Collected data entries
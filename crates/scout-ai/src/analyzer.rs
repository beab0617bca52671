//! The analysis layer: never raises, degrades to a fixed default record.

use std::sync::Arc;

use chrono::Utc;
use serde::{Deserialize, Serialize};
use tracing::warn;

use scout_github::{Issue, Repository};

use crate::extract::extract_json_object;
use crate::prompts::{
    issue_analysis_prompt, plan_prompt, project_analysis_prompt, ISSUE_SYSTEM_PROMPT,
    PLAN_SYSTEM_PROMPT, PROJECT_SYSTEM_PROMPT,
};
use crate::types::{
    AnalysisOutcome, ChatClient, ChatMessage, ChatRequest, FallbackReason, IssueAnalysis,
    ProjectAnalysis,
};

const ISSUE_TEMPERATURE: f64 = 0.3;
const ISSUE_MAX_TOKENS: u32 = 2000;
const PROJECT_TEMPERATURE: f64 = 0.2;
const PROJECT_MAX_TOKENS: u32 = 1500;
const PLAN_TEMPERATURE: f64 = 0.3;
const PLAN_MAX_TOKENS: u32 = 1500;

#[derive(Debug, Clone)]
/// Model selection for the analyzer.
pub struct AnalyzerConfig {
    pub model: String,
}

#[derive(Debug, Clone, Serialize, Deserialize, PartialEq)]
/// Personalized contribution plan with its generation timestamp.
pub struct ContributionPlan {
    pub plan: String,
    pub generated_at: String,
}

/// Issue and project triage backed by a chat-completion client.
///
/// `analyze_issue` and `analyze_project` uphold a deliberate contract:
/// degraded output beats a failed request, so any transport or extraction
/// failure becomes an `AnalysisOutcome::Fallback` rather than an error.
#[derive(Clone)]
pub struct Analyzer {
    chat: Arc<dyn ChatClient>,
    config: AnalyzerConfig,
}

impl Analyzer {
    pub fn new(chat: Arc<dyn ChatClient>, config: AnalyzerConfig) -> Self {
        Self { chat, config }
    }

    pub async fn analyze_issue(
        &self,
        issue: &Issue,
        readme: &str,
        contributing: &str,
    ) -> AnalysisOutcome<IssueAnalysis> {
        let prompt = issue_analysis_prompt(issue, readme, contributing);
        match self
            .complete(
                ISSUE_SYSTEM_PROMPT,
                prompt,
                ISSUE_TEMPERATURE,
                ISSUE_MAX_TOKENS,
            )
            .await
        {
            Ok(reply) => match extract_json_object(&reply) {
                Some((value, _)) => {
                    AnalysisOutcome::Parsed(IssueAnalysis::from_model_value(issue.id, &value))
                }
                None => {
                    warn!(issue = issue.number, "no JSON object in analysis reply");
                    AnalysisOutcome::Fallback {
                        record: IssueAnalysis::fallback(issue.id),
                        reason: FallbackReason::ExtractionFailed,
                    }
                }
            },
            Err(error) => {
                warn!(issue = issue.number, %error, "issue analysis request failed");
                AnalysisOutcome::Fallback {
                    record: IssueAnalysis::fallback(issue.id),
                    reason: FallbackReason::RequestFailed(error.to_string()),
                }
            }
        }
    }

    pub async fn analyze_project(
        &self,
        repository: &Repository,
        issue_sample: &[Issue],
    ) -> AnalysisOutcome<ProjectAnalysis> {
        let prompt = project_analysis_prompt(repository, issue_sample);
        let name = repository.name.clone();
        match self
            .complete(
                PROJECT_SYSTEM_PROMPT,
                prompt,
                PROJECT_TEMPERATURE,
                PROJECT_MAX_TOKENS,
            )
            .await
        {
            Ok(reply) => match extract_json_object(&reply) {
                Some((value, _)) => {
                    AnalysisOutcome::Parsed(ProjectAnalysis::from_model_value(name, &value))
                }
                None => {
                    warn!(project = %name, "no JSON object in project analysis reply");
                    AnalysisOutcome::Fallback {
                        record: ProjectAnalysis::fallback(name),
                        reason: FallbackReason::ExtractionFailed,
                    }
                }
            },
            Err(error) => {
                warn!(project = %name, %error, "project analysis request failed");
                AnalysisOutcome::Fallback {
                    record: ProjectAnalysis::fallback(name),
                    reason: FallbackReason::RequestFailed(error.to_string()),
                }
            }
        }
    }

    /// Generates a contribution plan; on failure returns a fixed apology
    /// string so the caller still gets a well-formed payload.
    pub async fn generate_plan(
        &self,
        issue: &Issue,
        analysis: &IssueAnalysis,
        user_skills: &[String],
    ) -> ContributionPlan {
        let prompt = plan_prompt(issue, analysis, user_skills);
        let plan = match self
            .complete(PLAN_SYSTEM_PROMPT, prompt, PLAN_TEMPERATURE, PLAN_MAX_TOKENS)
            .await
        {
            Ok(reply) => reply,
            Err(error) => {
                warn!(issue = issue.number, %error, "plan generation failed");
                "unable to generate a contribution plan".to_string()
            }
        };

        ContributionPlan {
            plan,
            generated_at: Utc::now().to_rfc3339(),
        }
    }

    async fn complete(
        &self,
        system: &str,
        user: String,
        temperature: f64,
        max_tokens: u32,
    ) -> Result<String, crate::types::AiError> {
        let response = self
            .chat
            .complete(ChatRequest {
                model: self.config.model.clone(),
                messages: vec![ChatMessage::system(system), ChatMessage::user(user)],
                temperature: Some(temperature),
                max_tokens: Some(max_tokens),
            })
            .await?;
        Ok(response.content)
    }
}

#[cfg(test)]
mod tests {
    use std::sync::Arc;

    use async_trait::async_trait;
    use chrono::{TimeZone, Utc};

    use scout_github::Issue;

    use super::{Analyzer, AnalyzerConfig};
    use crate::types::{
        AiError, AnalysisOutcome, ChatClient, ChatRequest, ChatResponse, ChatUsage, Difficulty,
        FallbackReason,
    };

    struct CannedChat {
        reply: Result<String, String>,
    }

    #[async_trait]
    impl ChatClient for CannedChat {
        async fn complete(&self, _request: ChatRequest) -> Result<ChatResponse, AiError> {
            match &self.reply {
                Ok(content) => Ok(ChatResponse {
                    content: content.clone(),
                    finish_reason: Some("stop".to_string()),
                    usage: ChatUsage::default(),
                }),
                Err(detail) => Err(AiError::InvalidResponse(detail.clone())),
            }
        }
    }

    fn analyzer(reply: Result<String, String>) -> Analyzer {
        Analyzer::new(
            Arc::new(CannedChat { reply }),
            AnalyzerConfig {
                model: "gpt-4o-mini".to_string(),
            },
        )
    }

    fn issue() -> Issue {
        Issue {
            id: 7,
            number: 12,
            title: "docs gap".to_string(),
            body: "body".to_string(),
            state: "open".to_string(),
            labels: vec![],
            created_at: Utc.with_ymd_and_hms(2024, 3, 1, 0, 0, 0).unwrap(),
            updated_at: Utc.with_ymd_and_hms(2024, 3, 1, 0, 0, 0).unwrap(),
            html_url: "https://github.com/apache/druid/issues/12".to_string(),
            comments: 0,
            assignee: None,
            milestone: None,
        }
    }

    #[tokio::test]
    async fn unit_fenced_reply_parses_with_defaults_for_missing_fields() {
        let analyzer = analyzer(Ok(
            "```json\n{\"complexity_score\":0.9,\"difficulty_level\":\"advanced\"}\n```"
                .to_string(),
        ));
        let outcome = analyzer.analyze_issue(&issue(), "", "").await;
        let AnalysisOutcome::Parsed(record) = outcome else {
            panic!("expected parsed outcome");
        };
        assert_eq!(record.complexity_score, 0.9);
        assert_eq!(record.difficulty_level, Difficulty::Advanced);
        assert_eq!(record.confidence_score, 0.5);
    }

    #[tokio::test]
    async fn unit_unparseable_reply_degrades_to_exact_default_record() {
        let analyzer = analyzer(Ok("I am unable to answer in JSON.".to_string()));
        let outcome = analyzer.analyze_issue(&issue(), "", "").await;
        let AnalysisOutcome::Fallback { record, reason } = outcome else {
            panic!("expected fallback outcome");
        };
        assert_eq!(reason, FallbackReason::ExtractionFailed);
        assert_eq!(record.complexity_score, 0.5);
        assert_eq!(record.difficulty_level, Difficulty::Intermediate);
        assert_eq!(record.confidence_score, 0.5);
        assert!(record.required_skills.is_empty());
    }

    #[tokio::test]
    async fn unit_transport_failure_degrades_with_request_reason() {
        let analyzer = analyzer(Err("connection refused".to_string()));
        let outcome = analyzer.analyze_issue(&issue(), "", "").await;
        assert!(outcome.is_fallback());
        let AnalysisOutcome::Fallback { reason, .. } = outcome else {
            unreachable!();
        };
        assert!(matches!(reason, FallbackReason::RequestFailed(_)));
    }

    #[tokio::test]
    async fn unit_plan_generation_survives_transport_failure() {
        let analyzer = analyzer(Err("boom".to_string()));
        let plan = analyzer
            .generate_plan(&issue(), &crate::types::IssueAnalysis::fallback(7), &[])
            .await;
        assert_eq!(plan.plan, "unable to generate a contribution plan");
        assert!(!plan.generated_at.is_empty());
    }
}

- _What this task involves_
Your answer should be a single number: how many lines in the preceding entries contain "ChatResponse".

- _Output_
3